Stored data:
==========
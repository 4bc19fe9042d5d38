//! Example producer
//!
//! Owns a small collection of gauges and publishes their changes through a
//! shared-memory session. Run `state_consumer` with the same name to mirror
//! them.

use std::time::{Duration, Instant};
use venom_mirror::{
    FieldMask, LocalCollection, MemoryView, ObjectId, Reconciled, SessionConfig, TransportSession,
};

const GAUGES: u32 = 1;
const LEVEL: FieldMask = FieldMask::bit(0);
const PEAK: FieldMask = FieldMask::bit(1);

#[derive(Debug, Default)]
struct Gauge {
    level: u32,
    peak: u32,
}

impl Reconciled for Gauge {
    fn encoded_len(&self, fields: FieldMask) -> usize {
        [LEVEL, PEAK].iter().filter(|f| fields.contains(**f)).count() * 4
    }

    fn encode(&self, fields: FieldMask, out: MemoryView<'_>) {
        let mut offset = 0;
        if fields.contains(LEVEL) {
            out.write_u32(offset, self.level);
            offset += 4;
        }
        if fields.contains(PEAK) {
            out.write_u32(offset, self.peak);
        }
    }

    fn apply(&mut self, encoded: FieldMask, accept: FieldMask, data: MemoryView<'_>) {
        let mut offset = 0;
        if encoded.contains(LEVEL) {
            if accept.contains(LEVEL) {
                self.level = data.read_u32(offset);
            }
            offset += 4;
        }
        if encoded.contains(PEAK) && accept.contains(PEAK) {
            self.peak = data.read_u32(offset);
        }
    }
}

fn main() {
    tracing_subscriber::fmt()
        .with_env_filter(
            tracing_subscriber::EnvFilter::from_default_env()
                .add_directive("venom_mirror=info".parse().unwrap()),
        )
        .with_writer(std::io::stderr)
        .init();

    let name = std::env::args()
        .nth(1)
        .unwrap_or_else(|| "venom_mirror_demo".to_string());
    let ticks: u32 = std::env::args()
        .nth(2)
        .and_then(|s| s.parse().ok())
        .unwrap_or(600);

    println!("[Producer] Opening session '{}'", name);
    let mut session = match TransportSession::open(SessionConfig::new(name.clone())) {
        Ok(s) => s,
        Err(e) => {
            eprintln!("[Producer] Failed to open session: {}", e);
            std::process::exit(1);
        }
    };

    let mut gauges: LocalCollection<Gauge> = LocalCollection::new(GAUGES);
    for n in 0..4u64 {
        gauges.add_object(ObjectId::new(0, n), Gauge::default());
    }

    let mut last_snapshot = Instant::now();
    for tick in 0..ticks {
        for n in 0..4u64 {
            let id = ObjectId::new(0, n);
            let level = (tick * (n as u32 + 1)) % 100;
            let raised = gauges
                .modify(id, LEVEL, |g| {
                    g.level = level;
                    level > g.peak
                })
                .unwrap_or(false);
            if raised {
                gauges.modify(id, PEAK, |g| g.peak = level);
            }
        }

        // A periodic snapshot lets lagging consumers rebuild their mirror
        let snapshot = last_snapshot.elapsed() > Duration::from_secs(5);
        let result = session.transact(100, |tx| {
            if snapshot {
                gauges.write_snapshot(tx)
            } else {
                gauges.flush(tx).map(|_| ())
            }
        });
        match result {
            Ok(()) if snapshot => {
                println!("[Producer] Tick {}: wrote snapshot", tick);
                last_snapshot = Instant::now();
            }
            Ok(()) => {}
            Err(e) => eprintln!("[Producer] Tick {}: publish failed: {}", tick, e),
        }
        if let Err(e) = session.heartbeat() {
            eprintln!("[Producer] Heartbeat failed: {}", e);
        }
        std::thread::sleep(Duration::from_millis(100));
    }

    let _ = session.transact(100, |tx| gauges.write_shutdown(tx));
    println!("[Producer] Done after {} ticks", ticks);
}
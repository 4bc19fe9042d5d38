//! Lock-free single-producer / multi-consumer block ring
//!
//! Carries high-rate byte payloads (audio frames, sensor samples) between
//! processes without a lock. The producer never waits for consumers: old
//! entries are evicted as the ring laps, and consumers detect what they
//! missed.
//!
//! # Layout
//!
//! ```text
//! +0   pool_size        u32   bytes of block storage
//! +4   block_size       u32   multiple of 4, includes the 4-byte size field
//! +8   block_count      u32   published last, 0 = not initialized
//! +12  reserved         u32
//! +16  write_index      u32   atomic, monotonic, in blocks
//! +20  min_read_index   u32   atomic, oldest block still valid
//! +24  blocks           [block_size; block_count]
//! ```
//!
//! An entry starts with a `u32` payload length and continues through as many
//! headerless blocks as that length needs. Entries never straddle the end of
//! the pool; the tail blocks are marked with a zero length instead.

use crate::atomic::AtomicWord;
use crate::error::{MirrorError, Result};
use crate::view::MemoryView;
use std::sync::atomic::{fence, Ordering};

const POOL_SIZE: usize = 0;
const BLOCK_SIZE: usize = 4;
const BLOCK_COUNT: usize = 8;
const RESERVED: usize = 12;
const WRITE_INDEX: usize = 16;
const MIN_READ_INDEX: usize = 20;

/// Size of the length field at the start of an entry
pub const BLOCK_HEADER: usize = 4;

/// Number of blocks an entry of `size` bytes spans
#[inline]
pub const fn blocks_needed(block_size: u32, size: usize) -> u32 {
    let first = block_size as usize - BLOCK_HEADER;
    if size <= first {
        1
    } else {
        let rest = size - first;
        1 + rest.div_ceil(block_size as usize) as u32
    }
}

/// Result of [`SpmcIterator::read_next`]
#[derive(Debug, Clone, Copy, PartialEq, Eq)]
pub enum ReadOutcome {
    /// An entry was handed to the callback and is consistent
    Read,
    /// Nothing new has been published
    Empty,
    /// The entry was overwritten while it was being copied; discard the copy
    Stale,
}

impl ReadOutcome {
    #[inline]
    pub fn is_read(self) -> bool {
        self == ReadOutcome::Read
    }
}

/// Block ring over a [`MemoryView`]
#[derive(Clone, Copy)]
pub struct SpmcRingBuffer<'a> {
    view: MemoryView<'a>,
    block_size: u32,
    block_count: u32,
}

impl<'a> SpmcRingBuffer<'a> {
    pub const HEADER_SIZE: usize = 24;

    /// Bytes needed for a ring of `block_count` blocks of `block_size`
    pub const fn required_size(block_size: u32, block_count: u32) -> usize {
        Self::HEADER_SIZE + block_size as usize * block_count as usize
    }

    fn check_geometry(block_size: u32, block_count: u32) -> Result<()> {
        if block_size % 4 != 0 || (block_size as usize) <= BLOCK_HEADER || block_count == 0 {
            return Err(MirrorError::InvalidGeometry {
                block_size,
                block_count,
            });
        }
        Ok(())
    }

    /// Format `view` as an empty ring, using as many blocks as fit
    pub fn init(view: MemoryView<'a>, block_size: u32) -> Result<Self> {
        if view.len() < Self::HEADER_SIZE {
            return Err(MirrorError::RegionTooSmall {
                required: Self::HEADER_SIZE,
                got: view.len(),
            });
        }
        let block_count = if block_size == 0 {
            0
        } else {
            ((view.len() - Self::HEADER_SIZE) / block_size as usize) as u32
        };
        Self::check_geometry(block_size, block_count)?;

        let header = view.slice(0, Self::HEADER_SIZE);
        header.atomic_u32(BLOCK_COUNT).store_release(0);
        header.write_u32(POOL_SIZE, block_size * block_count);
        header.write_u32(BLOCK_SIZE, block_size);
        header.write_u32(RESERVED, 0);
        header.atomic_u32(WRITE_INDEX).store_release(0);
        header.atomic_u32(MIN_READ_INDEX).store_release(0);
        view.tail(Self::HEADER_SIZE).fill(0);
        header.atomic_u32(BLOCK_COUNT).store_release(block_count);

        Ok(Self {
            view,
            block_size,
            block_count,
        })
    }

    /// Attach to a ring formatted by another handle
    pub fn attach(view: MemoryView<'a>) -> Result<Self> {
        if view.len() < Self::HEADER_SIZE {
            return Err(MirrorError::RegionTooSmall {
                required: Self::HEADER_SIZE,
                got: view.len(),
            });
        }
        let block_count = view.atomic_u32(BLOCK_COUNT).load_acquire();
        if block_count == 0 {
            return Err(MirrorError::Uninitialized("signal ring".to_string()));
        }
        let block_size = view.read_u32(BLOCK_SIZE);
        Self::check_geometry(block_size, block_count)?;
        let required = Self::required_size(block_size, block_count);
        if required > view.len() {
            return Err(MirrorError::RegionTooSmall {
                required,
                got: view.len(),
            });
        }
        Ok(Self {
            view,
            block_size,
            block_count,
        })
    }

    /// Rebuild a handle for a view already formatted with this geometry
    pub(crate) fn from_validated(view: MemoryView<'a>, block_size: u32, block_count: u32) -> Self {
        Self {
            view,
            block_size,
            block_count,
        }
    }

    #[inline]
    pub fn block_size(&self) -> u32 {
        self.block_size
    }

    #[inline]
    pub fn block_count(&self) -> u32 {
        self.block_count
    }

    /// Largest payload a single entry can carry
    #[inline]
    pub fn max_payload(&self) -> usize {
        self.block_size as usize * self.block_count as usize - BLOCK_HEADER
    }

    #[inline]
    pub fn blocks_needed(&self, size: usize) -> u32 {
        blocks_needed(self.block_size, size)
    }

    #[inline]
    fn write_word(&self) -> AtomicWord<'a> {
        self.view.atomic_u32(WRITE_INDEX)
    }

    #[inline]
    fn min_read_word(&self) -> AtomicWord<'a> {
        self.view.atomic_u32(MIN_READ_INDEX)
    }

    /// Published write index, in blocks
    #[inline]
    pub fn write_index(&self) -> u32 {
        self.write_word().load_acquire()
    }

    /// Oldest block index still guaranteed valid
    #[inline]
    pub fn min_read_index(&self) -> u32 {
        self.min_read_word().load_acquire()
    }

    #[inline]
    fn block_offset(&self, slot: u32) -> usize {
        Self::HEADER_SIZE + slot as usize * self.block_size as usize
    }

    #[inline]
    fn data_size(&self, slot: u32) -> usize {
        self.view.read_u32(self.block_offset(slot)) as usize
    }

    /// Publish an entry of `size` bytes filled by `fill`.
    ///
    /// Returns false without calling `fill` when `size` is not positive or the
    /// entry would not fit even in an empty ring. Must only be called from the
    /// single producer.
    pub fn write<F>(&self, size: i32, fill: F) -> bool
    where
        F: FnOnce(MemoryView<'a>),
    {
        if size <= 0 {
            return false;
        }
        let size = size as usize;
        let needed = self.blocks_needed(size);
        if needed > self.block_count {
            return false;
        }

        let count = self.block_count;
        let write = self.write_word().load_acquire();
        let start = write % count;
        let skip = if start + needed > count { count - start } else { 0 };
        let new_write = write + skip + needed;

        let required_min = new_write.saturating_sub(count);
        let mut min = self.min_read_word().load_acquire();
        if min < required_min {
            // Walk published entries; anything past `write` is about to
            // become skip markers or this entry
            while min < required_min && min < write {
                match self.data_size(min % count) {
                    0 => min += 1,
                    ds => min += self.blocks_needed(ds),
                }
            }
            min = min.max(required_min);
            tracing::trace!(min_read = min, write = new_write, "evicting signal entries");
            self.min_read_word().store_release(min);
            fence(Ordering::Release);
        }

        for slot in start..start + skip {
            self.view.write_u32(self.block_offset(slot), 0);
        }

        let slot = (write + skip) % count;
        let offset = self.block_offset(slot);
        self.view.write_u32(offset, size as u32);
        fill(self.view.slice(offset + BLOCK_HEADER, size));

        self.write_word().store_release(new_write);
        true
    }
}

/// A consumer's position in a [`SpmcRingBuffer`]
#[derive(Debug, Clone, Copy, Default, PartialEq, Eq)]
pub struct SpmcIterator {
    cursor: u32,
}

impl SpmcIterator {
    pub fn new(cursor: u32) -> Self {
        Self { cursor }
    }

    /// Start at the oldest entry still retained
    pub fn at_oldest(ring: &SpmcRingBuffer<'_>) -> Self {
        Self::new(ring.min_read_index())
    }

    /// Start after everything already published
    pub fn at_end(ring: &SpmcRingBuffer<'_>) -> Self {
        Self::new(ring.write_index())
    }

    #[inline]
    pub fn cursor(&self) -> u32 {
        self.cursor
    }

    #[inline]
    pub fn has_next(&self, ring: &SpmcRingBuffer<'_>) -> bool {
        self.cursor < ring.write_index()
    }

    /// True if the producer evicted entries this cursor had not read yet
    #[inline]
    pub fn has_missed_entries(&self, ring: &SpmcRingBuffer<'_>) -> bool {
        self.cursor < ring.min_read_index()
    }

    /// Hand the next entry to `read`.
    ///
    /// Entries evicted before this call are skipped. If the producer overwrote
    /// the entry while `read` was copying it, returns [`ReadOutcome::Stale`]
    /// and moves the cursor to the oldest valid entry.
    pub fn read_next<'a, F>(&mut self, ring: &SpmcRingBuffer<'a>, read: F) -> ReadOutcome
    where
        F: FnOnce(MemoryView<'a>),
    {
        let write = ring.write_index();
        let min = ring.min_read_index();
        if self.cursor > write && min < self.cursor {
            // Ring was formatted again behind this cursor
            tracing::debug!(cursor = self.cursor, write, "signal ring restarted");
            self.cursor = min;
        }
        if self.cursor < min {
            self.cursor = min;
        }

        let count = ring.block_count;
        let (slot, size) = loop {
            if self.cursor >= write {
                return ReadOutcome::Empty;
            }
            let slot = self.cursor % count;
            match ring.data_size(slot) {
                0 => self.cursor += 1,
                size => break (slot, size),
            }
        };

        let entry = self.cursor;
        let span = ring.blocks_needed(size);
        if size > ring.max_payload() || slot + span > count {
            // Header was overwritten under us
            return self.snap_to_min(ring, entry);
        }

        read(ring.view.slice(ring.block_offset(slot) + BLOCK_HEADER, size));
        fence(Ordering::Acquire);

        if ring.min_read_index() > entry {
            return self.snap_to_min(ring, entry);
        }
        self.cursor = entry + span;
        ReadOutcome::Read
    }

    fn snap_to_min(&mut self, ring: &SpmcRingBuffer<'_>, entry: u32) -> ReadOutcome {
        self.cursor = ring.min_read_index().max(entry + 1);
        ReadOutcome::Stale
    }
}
==========
What you have to do:
Using the entries above, output exactly the lines between the line holding "Publish an entry" and the line holding "let count = self.block_count;", end lines included, and nothing more.

Expected output:
    /// Publish an entry of `size` bytes filled by `fill`.
    ///
    /// Returns false without calling `fill` when `size` is not positive or the
    /// entry would not fit even in an empty ring. Must only be called from the
    /// single producer.
    pub fn write<F>(&self, size: i32, fill: F) -> bool
    where
        F: FnOnce(MemoryView<'a>),
    {
        if size <= 0 {
            return false;
        }
        let size = size as usize;
        let needed = self.blocks_needed(size);
        if needed > self.block_count {
            return false;
        }

        let count = self.block_count;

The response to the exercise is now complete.